Go through the entries below and copy each line containing the word "exact".

■ Data for the task
● ● ● ● ● ● ●

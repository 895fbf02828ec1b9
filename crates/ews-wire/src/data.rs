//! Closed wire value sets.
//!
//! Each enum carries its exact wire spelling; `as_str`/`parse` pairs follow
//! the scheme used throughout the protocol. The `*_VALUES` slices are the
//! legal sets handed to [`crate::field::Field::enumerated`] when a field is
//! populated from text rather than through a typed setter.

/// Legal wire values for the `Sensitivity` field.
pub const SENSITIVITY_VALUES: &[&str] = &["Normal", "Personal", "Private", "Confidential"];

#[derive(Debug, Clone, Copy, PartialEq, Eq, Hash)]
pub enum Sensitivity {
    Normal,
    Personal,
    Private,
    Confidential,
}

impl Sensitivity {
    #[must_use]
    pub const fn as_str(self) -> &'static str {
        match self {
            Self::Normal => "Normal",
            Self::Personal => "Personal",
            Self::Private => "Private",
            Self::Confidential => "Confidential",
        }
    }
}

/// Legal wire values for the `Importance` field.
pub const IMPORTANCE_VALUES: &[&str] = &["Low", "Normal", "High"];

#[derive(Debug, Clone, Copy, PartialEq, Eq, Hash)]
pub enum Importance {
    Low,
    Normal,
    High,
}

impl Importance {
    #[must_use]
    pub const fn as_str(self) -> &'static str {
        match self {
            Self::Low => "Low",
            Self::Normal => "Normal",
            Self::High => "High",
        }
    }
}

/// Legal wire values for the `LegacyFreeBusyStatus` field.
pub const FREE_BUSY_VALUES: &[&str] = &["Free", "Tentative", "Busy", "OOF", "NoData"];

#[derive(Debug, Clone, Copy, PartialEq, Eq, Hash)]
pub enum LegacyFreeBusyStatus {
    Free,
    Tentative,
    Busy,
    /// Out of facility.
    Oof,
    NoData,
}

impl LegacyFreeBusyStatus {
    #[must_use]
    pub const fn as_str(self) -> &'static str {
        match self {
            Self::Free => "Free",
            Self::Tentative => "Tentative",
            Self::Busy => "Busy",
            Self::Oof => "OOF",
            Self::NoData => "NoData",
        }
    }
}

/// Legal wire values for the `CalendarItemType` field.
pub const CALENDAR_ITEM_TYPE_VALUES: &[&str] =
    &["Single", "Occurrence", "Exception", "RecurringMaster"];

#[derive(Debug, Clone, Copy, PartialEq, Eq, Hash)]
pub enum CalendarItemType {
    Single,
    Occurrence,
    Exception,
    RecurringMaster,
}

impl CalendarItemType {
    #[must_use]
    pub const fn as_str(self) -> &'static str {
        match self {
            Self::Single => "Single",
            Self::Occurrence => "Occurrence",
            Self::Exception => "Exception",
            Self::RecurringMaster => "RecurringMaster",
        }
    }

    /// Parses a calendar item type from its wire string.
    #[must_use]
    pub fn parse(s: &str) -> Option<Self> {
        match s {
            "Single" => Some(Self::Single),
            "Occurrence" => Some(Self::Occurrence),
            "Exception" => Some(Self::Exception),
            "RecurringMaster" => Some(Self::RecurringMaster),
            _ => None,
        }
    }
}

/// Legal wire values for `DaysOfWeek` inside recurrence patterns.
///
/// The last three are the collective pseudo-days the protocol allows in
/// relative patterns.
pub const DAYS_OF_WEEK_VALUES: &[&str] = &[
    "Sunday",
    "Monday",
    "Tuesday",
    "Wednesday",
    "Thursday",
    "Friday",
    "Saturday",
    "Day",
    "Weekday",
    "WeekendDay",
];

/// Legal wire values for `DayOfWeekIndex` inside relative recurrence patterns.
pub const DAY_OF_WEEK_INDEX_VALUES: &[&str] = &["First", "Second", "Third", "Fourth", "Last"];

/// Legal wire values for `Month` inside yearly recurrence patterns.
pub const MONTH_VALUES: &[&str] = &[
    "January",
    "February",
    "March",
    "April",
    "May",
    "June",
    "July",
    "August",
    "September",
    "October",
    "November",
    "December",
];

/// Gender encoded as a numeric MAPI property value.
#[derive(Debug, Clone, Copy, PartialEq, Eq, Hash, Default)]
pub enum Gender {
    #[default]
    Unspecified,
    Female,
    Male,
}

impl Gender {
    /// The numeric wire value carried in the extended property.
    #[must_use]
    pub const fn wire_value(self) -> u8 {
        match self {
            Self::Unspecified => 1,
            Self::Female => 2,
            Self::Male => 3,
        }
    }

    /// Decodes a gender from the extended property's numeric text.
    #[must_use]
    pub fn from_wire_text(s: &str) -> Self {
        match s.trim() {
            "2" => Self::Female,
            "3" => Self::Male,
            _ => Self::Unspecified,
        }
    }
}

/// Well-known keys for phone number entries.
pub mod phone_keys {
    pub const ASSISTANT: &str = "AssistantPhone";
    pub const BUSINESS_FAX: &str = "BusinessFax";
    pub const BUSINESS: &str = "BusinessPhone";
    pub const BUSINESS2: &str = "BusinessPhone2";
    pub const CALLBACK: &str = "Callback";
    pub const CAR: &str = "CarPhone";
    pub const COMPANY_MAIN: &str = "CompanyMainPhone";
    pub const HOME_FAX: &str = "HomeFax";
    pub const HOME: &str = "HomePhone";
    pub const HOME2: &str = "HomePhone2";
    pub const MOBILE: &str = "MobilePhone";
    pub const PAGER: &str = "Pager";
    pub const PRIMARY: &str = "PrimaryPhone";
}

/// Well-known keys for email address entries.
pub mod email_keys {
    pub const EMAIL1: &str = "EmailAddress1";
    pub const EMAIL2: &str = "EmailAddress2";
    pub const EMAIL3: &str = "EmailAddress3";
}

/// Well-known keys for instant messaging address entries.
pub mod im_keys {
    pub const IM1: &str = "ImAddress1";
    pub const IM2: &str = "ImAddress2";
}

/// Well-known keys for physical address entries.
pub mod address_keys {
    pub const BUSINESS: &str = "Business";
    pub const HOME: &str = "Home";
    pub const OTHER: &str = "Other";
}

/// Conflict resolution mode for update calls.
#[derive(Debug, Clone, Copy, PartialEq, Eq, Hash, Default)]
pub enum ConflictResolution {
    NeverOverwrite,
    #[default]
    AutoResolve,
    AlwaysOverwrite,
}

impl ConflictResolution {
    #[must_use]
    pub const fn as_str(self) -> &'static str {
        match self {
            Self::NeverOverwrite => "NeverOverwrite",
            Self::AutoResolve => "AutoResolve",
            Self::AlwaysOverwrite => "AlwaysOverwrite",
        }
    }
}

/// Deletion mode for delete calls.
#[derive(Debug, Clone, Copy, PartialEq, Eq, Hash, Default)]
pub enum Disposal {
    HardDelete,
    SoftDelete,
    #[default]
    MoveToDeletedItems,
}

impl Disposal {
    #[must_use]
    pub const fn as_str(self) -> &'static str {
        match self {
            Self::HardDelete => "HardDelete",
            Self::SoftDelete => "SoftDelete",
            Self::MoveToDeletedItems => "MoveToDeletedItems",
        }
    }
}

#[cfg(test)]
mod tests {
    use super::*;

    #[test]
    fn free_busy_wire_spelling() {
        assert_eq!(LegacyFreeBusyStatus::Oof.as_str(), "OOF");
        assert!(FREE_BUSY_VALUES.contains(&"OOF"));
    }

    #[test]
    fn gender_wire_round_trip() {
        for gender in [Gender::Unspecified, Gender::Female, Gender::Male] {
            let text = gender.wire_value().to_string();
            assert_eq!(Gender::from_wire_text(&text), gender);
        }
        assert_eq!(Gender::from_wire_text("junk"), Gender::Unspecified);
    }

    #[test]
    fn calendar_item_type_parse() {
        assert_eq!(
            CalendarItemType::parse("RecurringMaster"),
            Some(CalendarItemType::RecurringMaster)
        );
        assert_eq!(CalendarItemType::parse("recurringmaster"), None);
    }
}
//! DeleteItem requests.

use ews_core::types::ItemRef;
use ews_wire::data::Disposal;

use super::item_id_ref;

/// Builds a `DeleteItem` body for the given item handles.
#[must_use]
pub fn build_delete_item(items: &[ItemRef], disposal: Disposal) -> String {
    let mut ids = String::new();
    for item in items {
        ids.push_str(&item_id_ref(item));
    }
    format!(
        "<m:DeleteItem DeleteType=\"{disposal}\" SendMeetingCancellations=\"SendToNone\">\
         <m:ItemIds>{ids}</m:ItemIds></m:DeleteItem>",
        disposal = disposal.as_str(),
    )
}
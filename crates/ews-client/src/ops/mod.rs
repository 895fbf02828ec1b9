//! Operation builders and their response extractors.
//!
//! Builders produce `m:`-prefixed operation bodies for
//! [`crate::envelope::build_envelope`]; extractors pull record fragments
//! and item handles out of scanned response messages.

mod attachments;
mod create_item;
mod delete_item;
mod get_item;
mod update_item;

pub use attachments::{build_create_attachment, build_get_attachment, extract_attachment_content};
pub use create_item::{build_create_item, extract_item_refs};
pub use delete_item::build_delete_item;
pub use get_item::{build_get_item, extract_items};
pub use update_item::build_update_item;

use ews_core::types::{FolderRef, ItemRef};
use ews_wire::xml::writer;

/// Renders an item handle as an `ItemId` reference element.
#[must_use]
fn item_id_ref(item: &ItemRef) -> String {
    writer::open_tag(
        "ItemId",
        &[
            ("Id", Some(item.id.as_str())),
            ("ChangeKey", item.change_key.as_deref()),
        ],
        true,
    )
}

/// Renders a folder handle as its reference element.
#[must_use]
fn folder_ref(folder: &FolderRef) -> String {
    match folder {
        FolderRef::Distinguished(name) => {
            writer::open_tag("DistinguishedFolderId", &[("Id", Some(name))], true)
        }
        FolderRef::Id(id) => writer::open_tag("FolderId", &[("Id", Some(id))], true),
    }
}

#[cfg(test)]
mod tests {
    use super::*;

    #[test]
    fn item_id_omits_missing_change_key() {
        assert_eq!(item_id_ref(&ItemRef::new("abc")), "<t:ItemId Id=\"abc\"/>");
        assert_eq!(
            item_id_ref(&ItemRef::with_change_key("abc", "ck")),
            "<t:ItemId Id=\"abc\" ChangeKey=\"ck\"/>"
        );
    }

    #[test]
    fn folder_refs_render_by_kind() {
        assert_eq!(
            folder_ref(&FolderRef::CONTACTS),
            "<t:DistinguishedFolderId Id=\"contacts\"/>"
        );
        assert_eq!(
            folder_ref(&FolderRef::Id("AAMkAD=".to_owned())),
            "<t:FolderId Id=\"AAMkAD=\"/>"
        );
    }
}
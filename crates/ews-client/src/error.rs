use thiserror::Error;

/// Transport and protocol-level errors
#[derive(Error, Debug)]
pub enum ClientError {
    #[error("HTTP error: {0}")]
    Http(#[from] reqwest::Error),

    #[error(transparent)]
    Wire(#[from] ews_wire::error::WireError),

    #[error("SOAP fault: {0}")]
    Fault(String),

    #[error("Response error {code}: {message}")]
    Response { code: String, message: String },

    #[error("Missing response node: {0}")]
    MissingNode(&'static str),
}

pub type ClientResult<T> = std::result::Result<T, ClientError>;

● ● ● ● ● ● ●

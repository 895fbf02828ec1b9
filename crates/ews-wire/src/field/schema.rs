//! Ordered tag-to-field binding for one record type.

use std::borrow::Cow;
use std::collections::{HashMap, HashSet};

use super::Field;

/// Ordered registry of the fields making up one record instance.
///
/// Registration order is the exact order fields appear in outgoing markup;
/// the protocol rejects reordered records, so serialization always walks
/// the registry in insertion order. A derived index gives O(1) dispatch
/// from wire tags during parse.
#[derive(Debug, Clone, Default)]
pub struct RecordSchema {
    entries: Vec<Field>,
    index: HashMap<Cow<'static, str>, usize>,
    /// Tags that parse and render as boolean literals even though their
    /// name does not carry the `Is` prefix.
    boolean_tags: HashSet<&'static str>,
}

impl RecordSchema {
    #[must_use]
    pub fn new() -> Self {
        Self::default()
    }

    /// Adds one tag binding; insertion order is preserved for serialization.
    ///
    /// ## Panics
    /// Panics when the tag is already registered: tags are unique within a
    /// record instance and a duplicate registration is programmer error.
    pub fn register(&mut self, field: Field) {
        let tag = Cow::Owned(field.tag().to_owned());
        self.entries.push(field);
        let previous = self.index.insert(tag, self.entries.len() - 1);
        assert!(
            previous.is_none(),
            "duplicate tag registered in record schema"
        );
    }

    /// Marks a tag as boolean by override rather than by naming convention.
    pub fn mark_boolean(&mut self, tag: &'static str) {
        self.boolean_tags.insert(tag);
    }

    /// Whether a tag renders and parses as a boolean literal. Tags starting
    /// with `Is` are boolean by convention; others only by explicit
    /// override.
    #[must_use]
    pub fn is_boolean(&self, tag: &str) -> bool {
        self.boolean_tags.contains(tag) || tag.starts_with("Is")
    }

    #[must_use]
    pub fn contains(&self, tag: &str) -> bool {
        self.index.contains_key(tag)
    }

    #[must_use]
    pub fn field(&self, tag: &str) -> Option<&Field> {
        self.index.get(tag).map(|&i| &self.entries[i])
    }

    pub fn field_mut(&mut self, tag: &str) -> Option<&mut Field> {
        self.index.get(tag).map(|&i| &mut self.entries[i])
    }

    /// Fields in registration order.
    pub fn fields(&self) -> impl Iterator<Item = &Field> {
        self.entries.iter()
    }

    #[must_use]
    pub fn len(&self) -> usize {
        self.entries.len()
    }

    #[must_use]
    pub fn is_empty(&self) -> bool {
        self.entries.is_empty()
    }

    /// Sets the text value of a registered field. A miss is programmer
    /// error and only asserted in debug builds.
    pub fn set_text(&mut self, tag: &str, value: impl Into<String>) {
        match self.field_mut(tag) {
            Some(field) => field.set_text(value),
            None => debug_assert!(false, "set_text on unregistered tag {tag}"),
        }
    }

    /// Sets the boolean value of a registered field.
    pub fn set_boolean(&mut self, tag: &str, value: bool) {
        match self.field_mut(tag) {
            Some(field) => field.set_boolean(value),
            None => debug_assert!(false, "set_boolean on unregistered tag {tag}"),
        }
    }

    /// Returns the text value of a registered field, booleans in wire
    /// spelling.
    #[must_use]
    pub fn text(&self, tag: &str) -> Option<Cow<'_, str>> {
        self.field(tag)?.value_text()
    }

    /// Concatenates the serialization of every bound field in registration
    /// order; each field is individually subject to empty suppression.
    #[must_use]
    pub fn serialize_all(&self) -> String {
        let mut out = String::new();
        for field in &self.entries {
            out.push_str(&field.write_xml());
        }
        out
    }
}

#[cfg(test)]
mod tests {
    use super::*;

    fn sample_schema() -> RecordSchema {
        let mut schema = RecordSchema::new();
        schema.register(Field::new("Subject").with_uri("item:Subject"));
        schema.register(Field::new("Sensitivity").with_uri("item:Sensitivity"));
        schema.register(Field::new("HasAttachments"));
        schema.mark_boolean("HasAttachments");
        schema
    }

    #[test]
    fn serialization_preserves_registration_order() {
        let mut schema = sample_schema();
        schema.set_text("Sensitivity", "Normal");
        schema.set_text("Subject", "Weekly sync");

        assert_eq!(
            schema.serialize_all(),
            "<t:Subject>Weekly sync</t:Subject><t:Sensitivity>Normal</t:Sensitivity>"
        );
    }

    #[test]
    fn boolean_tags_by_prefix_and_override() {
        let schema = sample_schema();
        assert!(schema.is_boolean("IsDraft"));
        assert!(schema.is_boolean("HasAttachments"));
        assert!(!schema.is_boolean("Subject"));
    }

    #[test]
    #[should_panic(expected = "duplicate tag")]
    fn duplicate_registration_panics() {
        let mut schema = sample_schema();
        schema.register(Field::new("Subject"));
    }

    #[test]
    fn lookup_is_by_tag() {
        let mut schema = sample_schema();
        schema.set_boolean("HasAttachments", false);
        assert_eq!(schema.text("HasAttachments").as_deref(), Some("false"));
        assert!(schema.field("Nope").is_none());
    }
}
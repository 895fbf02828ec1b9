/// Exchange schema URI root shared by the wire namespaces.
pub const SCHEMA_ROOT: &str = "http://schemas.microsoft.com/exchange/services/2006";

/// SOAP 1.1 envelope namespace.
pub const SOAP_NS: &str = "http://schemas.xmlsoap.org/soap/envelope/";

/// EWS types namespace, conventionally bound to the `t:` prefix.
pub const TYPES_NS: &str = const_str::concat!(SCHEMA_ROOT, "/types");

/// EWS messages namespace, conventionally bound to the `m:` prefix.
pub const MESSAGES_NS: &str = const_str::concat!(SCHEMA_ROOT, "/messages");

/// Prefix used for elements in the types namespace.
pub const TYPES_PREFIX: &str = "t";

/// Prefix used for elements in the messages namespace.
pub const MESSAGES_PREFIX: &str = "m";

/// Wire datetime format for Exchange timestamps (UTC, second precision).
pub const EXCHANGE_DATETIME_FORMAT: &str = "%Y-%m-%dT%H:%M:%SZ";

● ● ● ● ● ● ●

■ Your response
//! Each enum carries its exact wire spelling; `as_str`/`parse` pairs follow
/// Registration order is the exact order fields appear in outgoing markup;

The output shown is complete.